German scientists claim to have broken the light-speed barrier, which could blow away the known limitations of modern networking, but the technology is unlikely to make it into a product — if at all — until most administrators working today have retired.
Exceeding the speed of light, approximately 300,000km per second, is supposed to be completely impossible. According to Einstein's special theory of relativity, it would take an infinite amount of energy to accelerate an object through the light barrier.
But two German physicists claim to have forced light to overcome its own speed limit using the strange phenomenon known as "quantum tunnelling".
Gunter Nimtz, one of the physicists from the University of Koblenz, told New Scientist magazine: "For the time being, this is the only violation of special relativity that I know of."
However, the scientists' claims should be treated with some scepticism until they have been investigated by the wider scientific community, according to Dr Kevin McIsaac, an analyst at Sydney-based firm IBRS, who holds a PhD in theoretical atomic physics.
"From time to time we do hear about these interesting experiments, often by well-meaning scientists. But, until this has been validated by the scientific community, you want to treat it with some scepticism," said McIsaac.
"To date, all indications are that no information can travel faster than the speed of light. There are some experiments that indicate you can have interactions that appear to be faster than the speed of light but you still can't transmit information faster than the speed of light," said McIsaac.

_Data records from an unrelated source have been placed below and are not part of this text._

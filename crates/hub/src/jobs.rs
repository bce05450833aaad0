// Path: crates/hub/src/jobs.rs
//! Periodic jobs the hub registers at startup.

use crate::registry::NodeRegistry;
use provenet_scheduler::Scheduler;
use provenet_types::error::SchedulerError;
use std::sync::Arc;
use std::time::Duration;

/// Sweep interval and the timeout the sweep enforces.
const UPDATE_NODE_LIST_INTERVAL: Duration = Duration::from_secs(60);

/// Register the hub's jobs. The only mandated one is `update_node_list`,
/// which pins the registry timeout to the sweep interval and drops
/// inactive nodes.
pub fn register_jobs(
    scheduler: &Scheduler,
    registry: Arc<NodeRegistry>,
) -> Result<(), SchedulerError> {
    scheduler.add_job("update_node_list", UPDATE_NODE_LIST_INTERVAL, move || {
        let registry = Arc::clone(&registry);
        async move {
            registry.set_timeout(UPDATE_NODE_LIST_INTERVAL);
            let removed = registry.sweep();
            tracing::debug!(
                target: "job",
                job = "update_node_list",
                removed,
                remaining = registry.len(),
                "node list updated"
            );
            Ok(())
        }
    })
}
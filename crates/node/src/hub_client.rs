// Path: crates/node/src/hub_client.rs
//! The node's view of the hub: heartbeat registration and result
//! write-back, every field encrypted under the hub's session public key.

use provenet_crypto::KeyCache;
use serde::Serialize;
use std::sync::Arc;
use std::time::Duration;
use tokio::sync::watch;

/// Client for the hub API.
pub struct HubClient {
    api_url: String,
    session_key: Arc<KeyCache>,
    http: reqwest::Client,
}

#[derive(Serialize)]
struct HeartbeatBody {
    grpc_info: String,
    http_info: String,
}

#[derive(Serialize)]
struct ResultBody {
    project_name: String,
    proof_hash: String,
    duration: String,
    verifiers: String,
}

#[derive(Serialize)]
struct VerifierBody {
    proof_hash: String,
    verifiers: String,
}

impl HubClient {
    /// A client for the hub at `api_url`, optionally routed through an
    /// outbound proxy.
    pub fn new(
        api_url: String,
        session_key: Arc<KeyCache>,
        proxy: Option<&str>,
    ) -> anyhow::Result<Self> {
        let mut builder = reqwest::Client::builder().timeout(Duration::from_secs(6));
        if let Some(proxy) = proxy {
            builder = builder.proxy(reqwest::Proxy::all(proxy)?);
        }
        Ok(Self {
            api_url,
            session_key,
            http: builder.build()?,
        })
    }

    /// POST a completed proof to the hub's `/result`. Failures are logged
    /// and dropped: the proof is still returned to the caller.
    pub async fn send_result(
        &self,
        project_name: &str,
        proof_hash: &str,
        duration_ms: u64,
        verifiers: &[String],
    ) {
        let envelope = match self.session_key.envelope().await {
            Ok(envelope) => envelope,
            Err(e) => {
                tracing::error!(target: "hub_client", error = %e, "session key unavailable");
                return;
            }
        };
        let verifiers_json = serde_json::to_string(verifiers).unwrap_or_else(|_| "[]".to_string());
        let body = match (
            envelope.encrypt(project_name),
            envelope.encrypt(proof_hash),
            envelope.encrypt(&duration_ms.to_string()),
            envelope.encrypt(&verifiers_json),
        ) {
            (Ok(project_name), Ok(proof_hash), Ok(duration), Ok(verifiers)) => ResultBody {
                project_name,
                proof_hash,
                duration,
                verifiers,
            },
            _ => {
                tracing::error!(target: "hub_client", "failed to encrypt result fields");
                return;
            }
        };
        let url = format!("{}/api/v1/hub/result", self.api_url);
        match self.http.post(&url).json(&body).send().await {
            Ok(response) if response.status().is_success() => {
                tracing::info!(target: "hub_client", proof_hash, "result sent to hub");
            }
            Ok(response) => {
                tracing::error!(target: "hub_client", status = %response.status(), "hub rejected result");
            }
            Err(e) => {
                tracing::error!(target: "hub_client", error = %e, "result send failed");
            }
        }
    }

    /// PUT a verifier update to the hub's `/verifier`. Returns whether the
    /// hub accepted it.
    pub async fn update_verifier(&self, proof_hash: &str, verifiers: &[String]) -> bool {
        let envelope = match self.session_key.envelope().await {
            Ok(envelope) => envelope,
            Err(e) => {
                tracing::error!(target: "hub_client", error = %e, "session key unavailable");
                return false;
            }
        };
        let verifiers_json = serde_json::to_string(verifiers).unwrap_or_else(|_| "[]".to_string());
        let body = match (envelope.encrypt(proof_hash), envelope.encrypt(&verifiers_json)) {
            (Ok(proof_hash), Ok(verifiers)) => VerifierBody {
                proof_hash,
                verifiers,
            },
            _ => {
                tracing::error!(target: "hub_client", "failed to encrypt verifier fields");
                return false;
            }
        };
        let url = format!("{}/api/v1/hub/verifier", self.api_url);
        match self.http.put(&url).json(&body).send().await {
            Ok(response) if response.status().is_success() => {
                tracing::info!(target: "hub_client", proof_hash, "verifier updated at hub");
                true
            }
            Ok(response) => {
                tracing::error!(target: "hub_client", status = %response.status(), "hub rejected verifier update");
                false
            }
            Err(e) => {
                tracing::error!(target: "hub_client", error = %e, "verifier update failed");
                false
            }
        }
    }

    /// Re-register this node's endpoints with the hub every `interval`
    /// until shutdown. Transport errors are logged and retried at the next
    /// beat; the loop never terminates on its own.
    pub async fn run_heartbeat(
        self: Arc<Self>,
        grpc_info: String,
        http_info: String,
        interval: Duration,
        mut shutdown: watch::Receiver<bool>,
    ) {
        let url = format!("{}/api/v1/hub/node", self.api_url);
        tracing::info!(
            target: "heartbeat",
            %url,
            interval_secs = interval.as_secs(),
            "heartbeat started"
        );
        loop {
            match self.session_key.envelope().await {
                Ok(envelope) => {
                    match (envelope.encrypt(&grpc_info), envelope.encrypt(&http_info)) {
                        (Ok(grpc_info), Ok(http_info)) => {
                            let body = HeartbeatBody {
                                grpc_info,
                                http_info,
                            };
                            match self.http.post(&url).json(&body).send().await {
                                Ok(response) if response.status().is_success() => {
                                    tracing::debug!(target: "heartbeat", "heartbeat sent");
                                }
                                Ok(response) => {
                                    tracing::error!(
                                        target: "heartbeat",
                                        status = %response.status(),
                                        "hub rejected heartbeat"
                                    );
                                }
                                Err(e) => {
                                    tracing::error!(target: "heartbeat", error = %e, "heartbeat failed");
                                }
                            }
                        }
                        _ => {
                            tracing::error!(target: "heartbeat", "failed to encrypt endpoints");
                        }
                    }
                }
                Err(e) => {
                    tracing::error!(target: "heartbeat", error = %e, "session key unavailable");
                }
            }
            tokio::select! {
                _ = shutdown.changed() => break,
                _ = tokio::time::sleep(interval) => {}
            }
        }
        tracing::info!(target: "heartbeat", "heartbeat stopped");
    }
}
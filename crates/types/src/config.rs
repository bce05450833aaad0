// Path: crates/types/src/config.rs
//! Configuration profiles for the hub and node binaries.
//!
//! A profile is a TOML file named after the `MODE` environment variable
//! (`$config_dir/$MODE.toml`). Every field carries a default so a missing
//! file yields the built-in profile; a present-but-broken file is an error,
//! never a silent fallback.

use crate::error::ConfigError;
use serde::{Deserialize, Serialize};
use std::path::Path;

/// File name of a private key inside a key directory.
pub const PRIVATE_KEY_FILE: &str = "private_key";
/// File name of a public key inside a key directory.
pub const PUBLIC_KEY_FILE: &str = "public_key";

/// Resolve the active profile name from `MODE`, lowercased.
pub fn mode(default: &str) -> String {
    std::env::var("MODE")
        .unwrap_or_else(|_| default.to_string())
        .to_lowercase()
}

fn load_profile<T>(config_dir: &Path, profile: &str) -> Result<T, ConfigError>
where
    T: Default + serde::de::DeserializeOwned,
{
    let path = config_dir.join(format!("{profile}.toml"));
    if !path.exists() {
        return Ok(T::default());
    }
    let raw = std::fs::read_to_string(&path).map_err(|source| ConfigError::Io {
        path: path.display().to_string(),
        source,
    })?;
    toml::from_str(&raw).map_err(|source| ConfigError::Parse {
        path: path.display().to_string(),
        source,
    })
}

/// A `host:port` bind address for one of the two server endpoints.
#[derive(Debug, Clone, Serialize, Deserialize)]
pub struct BindConfig {
    /// Host or interface to bind.
    pub host: String,
    /// Port to bind.
    pub port: u16,
}

/// Hub service configuration (`hub.toml`).
#[derive(Debug, Clone, Serialize, Deserialize)]
#[serde(default)]
pub struct HubConfig {
    /// Application name used in logs.
    pub app: String,
    /// Directory holding the session key pair (`private_key`, `public_key`).
    pub session_keys_path: String,
    /// HTTP bind address.
    pub server: BindConfig,
    /// Explorer forwarding target.
    pub explorer: ExplorerConfig,
    /// Node registry tuning.
    pub registry: RegistryConfig,
}

impl Default for HubConfig {
    fn default() -> Self {
        Self {
            app: "provenet-hub".to_string(),
            session_keys_path: "session_keys".to_string(),
            server: BindConfig {
                host: "0.0.0.0".to_string(),
                port: 9000,
            },
            explorer: ExplorerConfig::default(),
            registry: RegistryConfig::default(),
        }
    }
}

impl HubConfig {
    /// Load `$config_dir/$MODE.toml` (default profile `hub`).
    pub fn load(config_dir: &Path) -> Result<Self, ConfigError> {
        load_profile(config_dir, &mode("hub"))
    }
}

/// Where the hub forwards decrypted results.
#[derive(Debug, Clone, Default, Serialize, Deserialize)]
#[serde(default)]
pub struct ExplorerConfig {
    /// Base URL of the explorer API. Empty disables forwarding.
    pub api: String,
    /// Path to the explorer's PEM public key.
    pub key_path: String,
}

/// Node registry tuning.
#[derive(Debug, Clone, Serialize, Deserialize)]
#[serde(default)]
pub struct RegistryConfig {
    /// Seconds after which an unrefreshed registration is considered dead.
    pub inactivity_timeout_secs: u64,
    /// Nodes returned by one dispatch sample.
    pub sample_size: usize,
}

impl Default for RegistryConfig {
    fn default() -> Self {
        Self {
            inactivity_timeout_secs: 30,
            sample_size: 4,
        }
    }
}

/// Prover node configuration (`node.toml`).
#[derive(Debug, Clone, Serialize, Deserialize)]
#[serde(default)]
pub struct NodeConfig {
    /// Application name used in logs.
    pub app: String,
    /// Directory holding the node's crypto key pair.
    pub crypto_keys_path: String,
    /// Path to the hub session *public* key distributed to this node.
    pub session_key_path: String,
    /// Path of the on-disk task cache.
    pub cache_path: String,
    /// Path of the project map (`project_id → {project_name, verifiers}`).
    pub project_path: String,
    /// Path of the circuit → payload-validator binding map.
    pub provider_resolver_path: String,
    /// Outbound proxy URL for hub traffic, if any.
    pub proxy: Option<String>,
    /// Binary-RPC bind address.
    pub grpc: BindConfig,
    /// HTTP bind address.
    pub http: BindConfig,
    /// How this node reaches, and announces itself to, the hub.
    pub hub: HubEndpointConfig,
    /// Proving backend addresses and pool tuning.
    pub prover: ProverConfig,
}

impl Default for NodeConfig {
    fn default() -> Self {
        Self {
            app: "provenet-node".to_string(),
            crypto_keys_path: "crypto_keys".to_string(),
            session_key_path: "session_keys/public_key".to_string(),
            cache_path: "task_cache.bin".to_string(),
            project_path: "project.json".to_string(),
            provider_resolver_path: "provider_resolver.json".to_string(),
            proxy: None,
            grpc: BindConfig {
                host: "[::]".to_string(),
                port: 50050,
            },
            http: BindConfig {
                host: "127.0.0.1".to_string(),
                port: 50051,
            },
            hub: HubEndpointConfig::default(),
            prover: ProverConfig::default(),
        }
    }
}

impl NodeConfig {
    /// Load `$config_dir/$MODE.toml` (default profile `node`).
    pub fn load(config_dir: &Path) -> Result<Self, ConfigError> {
        load_profile(config_dir, &mode("node"))
    }
}

/// The node's view of the hub.
#[derive(Debug, Clone, Serialize, Deserialize)]
#[serde(default)]
pub struct HubEndpointConfig {
    /// Base URL of the hub API.
    pub api_url: String,
    /// The RPC address this node announces in its heartbeat.
    pub grpc_info: String,
    /// The HTTP address this node announces in its heartbeat.
    pub http_info: String,
    /// Seconds between heartbeats.
    pub heartbeat_interval_secs: u64,
}

impl Default for HubEndpointConfig {
    fn default() -> Self {
        Self {
            api_url: "http://127.0.0.1:9000".to_string(),
            grpc_info: "127.0.0.1:50050".to_string(),
            http_info: "http://127.0.0.1:50051".to_string(),
            heartbeat_interval_secs: 10,
        }
    }
}

/// Proving backend addresses and channel pool tuning.
#[derive(Debug, Clone, Serialize, Deserialize)]
#[serde(default)]
pub struct ProverConfig {
    /// Address of the circom proving backend.
    pub circom_address: String,
    /// Address of the private (gnark) proving backend.
    pub private_address: String,
    /// Channel pool cap per backend address.
    pub max_connections: usize,
    /// TIGA circuit ids admitted without payload inspection.
    pub privileged_circuits: Vec<String>,
}

impl Default for ProverConfig {
    fn default() -> Self {
        Self {
            circom_address: "http://circom-prover:60051".to_string(),
            private_address: "http://gnark-prover:60050".to_string(),
            max_connections: 100,
            privileged_circuits: vec![
                "10005".to_string(),
                "10006".to_string(),
                "10010".to_string(),
            ],
        }
    }
}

The scientists set up an experiment in which microwave photons — energetic packets of light — appeared to travel "instantaneously" between two prisms forming the halves of a cube placed a metre apart.
When the prisms were placed together, photons fired at one edge passed straight through them, as expected. After they were moved apart, most of the photons reflected off the first prism they encountered and were picked up by a detector. But a few photons appeared to "tunnel" through the gap separating them as if the prisms were still held together.
Although these photons had travelled a longer distance, they arrived at their detector at exactly the same time as the reflected photons. In effect, they seemed to have travelled faster than light.
Quantum tunnelling is a well known phenomenon that occurs as a direct result of the strange uncertainty which pervades nature at very small scales. It allows subatomic particles to break apparently unbreakable barriers.
Even if the discovery turns out to be real, IBRS's McIsaac isn't convinced that it could be turned into a useful product: "About 15 or 20 years ago a scientist claimed to have discovered cold fusion... but still nothing has happened. One of the big promises has been quantum computing and we still don't have it. Also, photonic computing — we still don't have that either."
"So, frankly, I would suggest that anybody who is an administrator today probably won't see this till they have retired," McIsaac said.
To understand the principle of quantum tunnelling, consider a ball being bowled up a hill. If the ball has insufficient velocity, it will not roll over the top of the hill and appear on the other side. But, if the ball was a subatomic particle, subject to quantum laws, it would also behave like a wave.
The "wave function" describing the particle would represent the probability of finding it at a certain location. This wave could extend to the other side of the hill, meaning there will always be a small possibility of the particle being detected there unexpectedly.
When this happens it is as if the particle has "tunnelled" through the hill.
The effect is already used in a practical way in the scanning tunnelling microscope, which can image surface features at an atomic scale and relies on the "tunnelling" of electrons.
Tunnelling is also involved in radioactivity and nuclear fusion. Without it, the sun could not shine, and some scientists believe the universe itself only came into existence because of tunnelling.